Below: the green alga Cladophora.

Cladophora belongs to the same sub-division of the green alga as Rhizoclonium and has certain features in common, such as the reticulum of connected discoid chloroplasts containing pyrenoids encased in a pair of lens-shaped starch grains. Thus the multinucleate cell compartments look similar to those of Rhizoclonium except that the filaments are distinctly branched. This form was found attached to rocks on a rocky coastline. They are temperate and tropical and live either attached to rocks or free-floating. The life-cycle is basically similar to that of Rhizoclonium.

Cladophora vagabunda is a well-studied species (a detailed summary is given by Van den Hoek, Mann and Jahns, 1995. Algae - An introduction to phycology, Cambridge university press).

This alga occurs in intertidal rock pools and salt marsh ponds. The newest lateral branches occur towards the apex of the main filament. The axes, both the main axis and branches, are indeterminate (unlimited); that is they keep growing by cell division at the apex followed by cell elongation until an axis becomes fertile. Once a frond is fertile, the outer cells of the branches mature into zoidangia (gametangia in the gametophyte, zoosporangia in the sporophyte) and growth of the apex terminates. The apical cell swells, and divides into zoids which escape through a terminal pore in the cell wall; other distal cells in the branch similarly produce zoids, each releasing them through a lateral pore in the uppermost side-wall. However, branches may continue to elongate by intercalary growth: that is more basal cells along the filament divide to produce new cells. This can give rise to filaments bearing few branches, although new lateral branches may form.

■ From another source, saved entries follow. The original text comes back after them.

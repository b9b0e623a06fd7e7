//! Spawn director
//!
//! Decides what enters from the right edge, when, and where. All three
//! streams (creatures, bombs, stars) share one [`SpawnGate`], so spacing is a
//! single fairness budget rather than three independent ones.

use std::collections::VecDeque;

use glam::Vec2;
use rand::Rng;
use serde::{Deserialize, Serialize};

use super::collision::{can_eat, circles_overlap};
use super::hazard::Hazard;
use super::npc::Npc;
use super::powerup::PowerUp;
use super::state::GameState;
use crate::math::{clamp, rand_between};
use crate::tuning::{Bucket, Tuning};

/// Cursor start value: far enough back that the first spawn always passes
const GATE_FAR_BACK: f32 = -1.0e9;
/// Step used when nudging a spawn right to clear an overlap
const NUDGE_STEP: f32 = 4.0;
const NUDGE_TRIES: u32 = 60;
/// Spawn timer value that never runs out
pub const TIMER_HALTED: f32 = 999.0;

/// World-x of the last spawn of any kind
#[derive(Debug, Clone, Copy, Serialize, Deserialize)]
pub struct SpawnGate {
    last_x: f32,
}

impl Default for SpawnGate {
    fn default() -> Self {
        Self { last_x: GATE_FAR_BACK }
    }
}

impl SpawnGate {
    pub fn last_x(&self) -> f32 {
        self.last_x
    }

    /// Enough distance has scrolled by since the last spawn
    pub fn can_spawn(&self, at_x: f32, min_gap: f32) -> bool {
        at_x - self.last_x >= min_gap
    }

    /// Record a spawn that passed [`can_spawn`](Self::can_spawn)
    pub fn claim(&mut self, at_x: f32) {
        self.last_x = at_x;
    }

    /// Move the cursor forward without a spacing check (trail beads)
    pub fn advance_to(&mut self, at_x: f32) {
        self.last_x = self.last_x.max(at_x);
    }

    pub fn reset(&mut self) {
        self.last_x = GATE_FAR_BACK;
    }
}

#[derive(Debug, Clone, Copy, PartialEq, Eq, Serialize, Deserialize)]
pub enum TrailKind {
    Plain,
    /// One bead in the middle is a bomb
    Risky,
}

/// A bead chain in progress
#[derive(Debug, Clone, Serialize, Deserialize)]
pub struct Trail {
    pub kind: TrailKind,
    pub remaining: u32,
    pub spawned: u32,
    /// Countdown to the next bead
    pub timer: f32,
    pub bead_dt: f32,
    /// Screen x of the first bead
    pub base_x: f32,
    pub y: f32,
    pub hazard_index: Option<u32>,
}

#[derive(Debug, Clone, Serialize, Deserialize)]
pub struct Spawner {
    pub gate: SpawnGate,
    pub npc_t: f32,
    pub hazard_t: f32,
    pub powerup_t: f32,
    pub trail: Option<Trail>,
    pub queue: VecDeque<Bucket>,
    pub force_edible_next: bool,
    pub spawns_since_edible: u32,
}

impl Default for Spawner {
    fn default() -> Self {
        Self {
            gate: SpawnGate::default(),
            npc_t: 0.0,
            hazard_t: 0.0,
            powerup_t: 0.0,
            trail: None,
            queue: VecDeque::new(),
            force_edible_next: false,
            spawns_since_edible: 0,
        }
    }
}

impl Spawner {
    pub fn reset(&mut self) {
        *self = Self::default();
    }

    /// Stop every stream until timers are primed again
    pub fn halt(&mut self) {
        self.npc_t = TIMER_HALTED;
        self.hazard_t = TIMER_HALTED;
        self.powerup_t = TIMER_HALTED;
        self.trail = None;
    }

    /// Near-immediate spawns (boss fight start)
    pub fn prime(&mut self, tuning: &Tuning) {
        self.npc_t = tuning.spawn.npc_retry;
        self.hazard_t = tuning.spawn.hazard_retry;
        self.powerup_t = tuning.spawn.powerup_retry;
    }
}

impl GameState {
    /// World x the gate measures spawns at
    fn gate_x(&self, tuning: &Tuning) -> f32 {
        self.scroll_x + self.viewport.width + tuning.spawn.gate_lead
    }

    pub fn can_spawn_now(&self, tuning: &Tuning) -> bool {
        self.spawner
            .gate
            .can_spawn(self.gate_x(tuning), self.difficulty.min_gap_px(tuning))
    }

    fn mark_spawn(&mut self, tuning: &Tuning) {
        let x = self.gate_x(tuning);
        self.spawner.gate.claim(x);
    }

    fn overlaps_existing(&self, pos: Vec2, r: f32, pad: f32) -> bool {
        let near = |p: Vec2, pr: f32| (pos.x - p.x).abs() <= r + pr + pad && circles_overlap(pos, r, p, pr, pad);
        self.npcs.iter().any(|n| near(n.pos, n.r))
            || self.hazards.iter().any(|h| near(h.pos, h.r))
            || self.powerups.iter().any(|s| near(s.pos, s.r))
    }

    /// Random height that avoids existing bodies, best effort
    fn pick_spawn_y(&mut self, x: f32, r: f32, tuning: &Tuning) -> f32 {
        let sp = &tuning.spawn;
        let y_min = sp.y_top;
        let y_max = self.ground_y(tuning) - sp.y_ground_margin;
        let mut y = rand_between(&mut self.rng, y_min, y_max);
        for _ in 0..sp.placement_tries {
            let cand = rand_between(&mut self.rng, y_min, y_max);
            if !self.overlaps_existing(Vec2::new(x, cand), r, sp.overlap_pad) {
                return cand;
            }
            y = cand;
        }
        y
    }

    /// Nudge `x` right until the body no longer overlaps anything
    fn resolve_spawn_x(&self, x: f32, y: f32, r: f32, tuning: &Tuning) -> f32 {
        let mut xx = x;
        for _ in 0..NUDGE_TRIES {
            if !self.overlaps_existing(Vec2::new(xx, y), r, tuning.spawn.overlap_pad) {
                return xx;
            }
            xx += NUDGE_STEP;
        }
        xx
    }

    /// Flying creatures that could eat the player right now
    fn danger_on_screen(&self, tuning: &Tuning) -> usize {
        self.npcs
            .iter()
            .filter(|n| n.is_flying() && can_eat(n.r, self.player.r, tuning.eat.margin))
            .count()
    }

    fn refill_encounters(&mut self, tuning: &Tuning) {
        let tier = tuning.encounters.tier(self.difficulty.level);
        let pool = tuning.encounters.pool(tier);
        if pool.is_empty() {
            let b = &tuning.balance;
            let roll: f32 = self.rng.random();
            let bucket = if roll < b.edible_prob {
                Bucket::Edible
            } else if roll < b.edible_prob + b.danger_prob {
                Bucket::Danger
            } else {
                Bucket::Neutral
            };
            self.spawner.queue.push_back(bucket);
            return;
        }
        let pattern = &pool[self.rng.random_range(0..pool.len())];
        self.spawner.queue.extend(pattern.iter().copied());
    }

    /// Next bucket from the encounter queue, after the anti-frustration rules
    pub fn next_npc_bucket(&mut self, tuning: &Tuning) -> Bucket {
        if self.spawner.force_edible_next {
            self.spawner.force_edible_next = false;
            self.spawner.trail = None;
            return Bucket::Edible;
        }

        if self.spawner.queue.is_empty() {
            self.refill_encounters(tuning);
        }
        let mut bucket = self.spawner.queue.pop_front().unwrap_or(Bucket::Edible);

        if bucket == Bucket::Danger
            && self.difficulty.level < tuning.encounters.easy_below
            && self.danger_on_screen(tuning) >= 1
        {
            bucket = Bucket::Edible;
        }
        if bucket == Bucket::Danger {
            self.spawner.force_edible_next = true;
        }
        bucket
    }

    /// Radius for a bucket, sized off the current player radius.
    ///
    /// Returns the bucket actually used: a long non-edible streak forces
    /// edible regardless of the request.
    pub fn choose_npc_radius(&mut self, bucket: Bucket, tuning: &Tuning) -> (Bucket, f32) {
        let pr = self.player.r;
        let m = tuning.eat.margin;
        let sp = &tuning.spawn;

        let bucket = if self.spawner.spawns_since_edible >= tuning.balance.edible_guarantee_after {
            Bucket::Edible
        } else {
            bucket
        };

        let eatable_max = pr / (1.0 + m) * 0.96;
        let eatable_min = sp.npc_r_min.max(pr * 0.40);
        let danger_min = pr * (1.0 + m) * 1.06;
        let danger_max = sp.npc_r_max.min(pr * 1.85);
        let neutral_min = pr / (1.0 + m) * 0.98;
        let neutral_max = pr * (1.0 + m) * 1.02;

        // Falls back to a loose band when the preferred one collapses
        let rng = &mut self.rng;
        let mut pick_in = |a: f32, b: f32, fa: f32, fb: f32| {
            if b <= a + 0.5 {
                rand_between(rng, fa, fb)
            } else {
                rand_between(rng, a, b)
            }
        };

        let r = match bucket {
            Bucket::Edible => {
                self.spawner.spawns_since_edible = 0;
                pick_in(eatable_min, eatable_max.min(62.0), sp.npc_r_min, pr.min(24.0))
            }
            Bucket::Danger => {
                self.spawner.spawns_since_edible += 1;
                pick_in(danger_min.max(14.0), danger_max, (pr * 1.15).max(22.0), (pr * 1.55).max(30.0))
            }
            Bucket::Neutral => {
                self.spawner.spawns_since_edible += 1;
                pick_in(neutral_min.max(12.0), neutral_max.min(62.0), (pr * 0.8).max(14.0), (pr * 1.05).max(18.0))
            }
        };
        (bucket, clamp(r, sp.npc_r_min, sp.npc_r_max))
    }

    pub fn spawn_npc(&mut self, tuning: &Tuning) {
        let requested = self.next_npc_bucket(tuning);
        let (bucket, r) = self.choose_npc_radius(requested, tuning);
        let sp = &tuning.spawn;

        let lead = match bucket {
            Bucket::Danger => sp.danger_lead,
            Bucket::Neutral => sp.neutral_lead,
            Bucket::Edible => 0.0,
        };
        let x = self.viewport.width + sp.npc_lead + lead;
        let y = self.pick_spawn_y(x, r, tuning);

        let worth = bucket != Bucket::Danger;
        let points = if worth { tuning.score.points_for_radius(r) } else { 0 };
        let id = self.next_entity_id();
        let npc = Npc::new(id, Vec2::new(x, y), r, points, worth, &mut self.rng);
        log::debug!("spawn {:?} creature {} r={:.1} at y={:.0}", bucket, id, r, y);
        self.npcs.push(npc);
        self.mark_spawn(tuning);
    }

    pub fn spawn_hazard(&mut self, tuning: &Tuning) {
        let sp = &tuning.spawn;
        let r = rand_between(&mut self.rng, sp.hazard_r_min, sp.hazard_r_max);
        let x = self.viewport.width + sp.item_lead;
        let y = self.pick_spawn_y(x, r, tuning);
        let id = self.next_entity_id();
        self.hazards.push(Hazard::new(id, Vec2::new(x, y), r));
        self.mark_spawn(tuning);
    }

    pub fn spawn_powerup(&mut self, tuning: &Tuning) {
        let sp = &tuning.spawn;
        let r = rand_between(&mut self.rng, sp.powerup_r_min, sp.powerup_r_max);
        let x = self.viewport.width + sp.item_lead;
        let y = self.pick_spawn_y(x, r, tuning);
        let id = self.next_entity_id();
        self.powerups.push(PowerUp::new(id, Vec2::new(x, y), r));
        self.mark_spawn(tuning);
    }

    /// Roll for a bead chain; returns true if one started
    pub fn maybe_start_trail(&mut self, tuning: &Tuning) -> bool {
        if self.spawner.trail.is_some() {
            return false;
        }
        let tr = &tuning.trail;
        let tier = tuning.encounters.tier(self.difficulty.level);
        let p_trail = self.difficulty.trail_prob(tuning);
        let p_risky = tr.risky_prob(tier);

        let roll: f32 = self.rng.random();
        if roll >= p_trail {
            return false;
        }
        let risky_roll: f32 = self.rng.random();
        let kind = if risky_roll < p_risky / p_trail.max(0.001) {
            TrailKind::Risky
        } else {
            TrailKind::Plain
        };
        let len = self.rng.random_range(tr.len_min..=tr.len_max.max(tr.len_min));
        let bead_dt = rand_between(&mut self.rng, tr.bead_dt_min, tr.bead_dt_max);
        let base_x = self.viewport.width + tr.lead;
        let y = self.pick_spawn_y(base_x, tr.probe_r, tuning);

        log::debug!("trail {:?} x{} starting at y={:.0}", kind, len, y);
        self.spawner.trail = Some(Trail {
            kind,
            remaining: len,
            spawned: 0,
            timer: 0.0,
            bead_dt,
            base_x,
            y,
            hazard_index: (kind == TrailKind::Risky).then_some(len / 2),
        });
        true
    }

    fn spawn_trail_bead(&mut self, tuning: &Tuning) {
        let Some(trail) = self.spawner.trail.clone() else {
            return;
        };
        if trail.remaining == 0 {
            return;
        }
        let tr = &tuning.trail;
        let sp = &tuning.spawn;
        let pr = self.player.r;
        let safe_max = pr / (1.0 + tuning.eat.margin) * 0.96;
        let r = clamp(
            rand_between(&mut self.rng, tr.scale_min * pr, tr.scale_max * pr),
            sp.npc_r_min,
            sp.npc_r_max.min(safe_max),
        );

        let step = self.difficulty.speed * trail.bead_dt * tr.spacing;
        let bead_x = self.resolve_spawn_x(trail.base_x + trail.spawned as f32 * step, trail.y, r, tuning);

        let id = self.next_entity_id();
        if trail.hazard_index == Some(trail.spawned) {
            let hr = rand_between(&mut self.rng, tr.hazard_r_min, tr.hazard_r_max);
            let hx = self.resolve_spawn_x(bead_x, trail.y, hr, tuning);
            self.hazards.push(Hazard::new(id, Vec2::new(hx, trail.y), hr));
        } else {
            let points = tuning.score.points_for_radius(r);
            let npc = Npc::new(id, Vec2::new(bead_x, trail.y), r, points, true, &mut self.rng);
            self.npcs.push(npc);
        }

        if let Some(active) = self.spawner.trail.as_mut() {
            active.spawned += 1;
            active.remaining -= 1;
        }
        let x = self.gate_x(tuning);
        self.spawner.gate.advance_to(x);
    }

    /// Emit any beads that are due
    pub fn update_trail(&mut self, dt: f32, tuning: &Tuning) {
        let Some(trail) = self.spawner.trail.as_mut() else {
            return;
        };
        trail.timer -= dt;

        while self.spawner.trail.as_ref().is_some_and(|t| t.timer <= 0.0) {
            self.spawn_trail_bead(tuning);
            let Some(trail) = self.spawner.trail.as_mut() else {
                break;
            };
            if trail.remaining == 0 {
                self.spawner.trail = None;
                break;
            }
            trail.timer += trail.bead_dt;
        }
    }

    /// Count the three spawn timers down and fire whatever is due.
    ///
    /// Timers only run while `running`; a due timer that finds the gate
    /// closed retries shortly instead of spawning late.
    pub fn update_spawn_timers(&mut self, dt: f32, running: bool, tuning: &Tuning) {
        let sp = &tuning.spawn;

        if running {
            self.spawner.npc_t -= dt;
        }
        if self.spawner.npc_t <= 0.0 {
            if self.can_spawn_now(tuning) {
                if !self.maybe_start_trail(tuning) {
                    self.spawn_npc(tuning);
                }
                self.spawner.npc_t = rand_between(&mut self.rng, sp.npc_min, sp.npc_max);
            } else {
                self.spawner.npc_t = sp.npc_retry;
            }
        }

        if running {
            self.spawner.hazard_t -= dt;
        }
        if self.spawner.hazard_t <= 0.0 {
            if self.can_spawn_now(tuning) {
                self.spawn_hazard(tuning);
                self.spawner.hazard_t = rand_between(&mut self.rng, sp.hazard_min, sp.hazard_max);
            } else {
                self.spawner.hazard_t = sp.hazard_retry;
            }
        }

        if running {
            self.spawner.powerup_t -= dt;
        }
        if self.spawner.powerup_t <= 0.0 {
            if self.can_spawn_now(tuning) {
                self.spawn_powerup(tuning);
                self.spawner.powerup_t = rand_between(&mut self.rng, sp.powerup_min, sp.powerup_max);
            } else {
                self.spawner.powerup_t = sp.powerup_retry;
            }
        }
    }
}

In unfavorable conditions some cells may develop into thick-walled resting spores or akinetes, which germinate in more favorable conditions to produce a new filament.

Each branch recapitulates the main axis, that is it repeats the pattern: apical growth and formation of lateral branches. Branched rhizoids sprouting from the main axis and the bases of side-branches, anchor the body to the substrate, though in still waters the alga may occur as free-floating masses with branching filaments up to 1 m long.

Single-celled, other filamentous and colonial green algae have been described to some extent in Algal Bodies and in Pond Life. more complex levels of organization includes sheets and tubes of cells, as seen in Ulva and Enteromorpha.

Below: cells in the frond of Ulva. The biology of Ulva lactuca (Sea Lettuce) is outlined in Algal Bodies.

Above: Fucus serratus, a brown seaweed, with the green Ulva lactuca (s.l.) and some red algae (possibly Cerastium). The fronds of Ulva are beautiful bright green membranous leaf-like structures only 2-cell layers thick. The morphology is highly variable, as the frond may be entire or divided up into strap-like lobes. Morphologically this is distinguished by the tubular green fronds of Enteromorpha, below (Enteromorpha clathrata):

As the name suggests, the fronds are inflated gut-like tubes (water has entered the gas-filled tubular frond above, through the cut end and the air bubble makes the hollow nature of the tube very apparent). Enteromorpha intestinalis may reach 60 cm in length and is found in rock pools on the upper shore. Like Ulva, it is attached by a disc-like holdfast. The smaller form shown here was found attached to stones and plants on a slat marsh. Note the short unbranched anchoring rhizoid. This morphological classification of Ulva and Enteromorpha may be useful in the field, but genetic analyses strongly suggest that are not distinct genera and some 'Ulva' are actually 'Enteromorpha' and vice-versa. Individual species are also highly variable in morphology.

Above: Enteromorpha clathrata (= Ulva clathrata).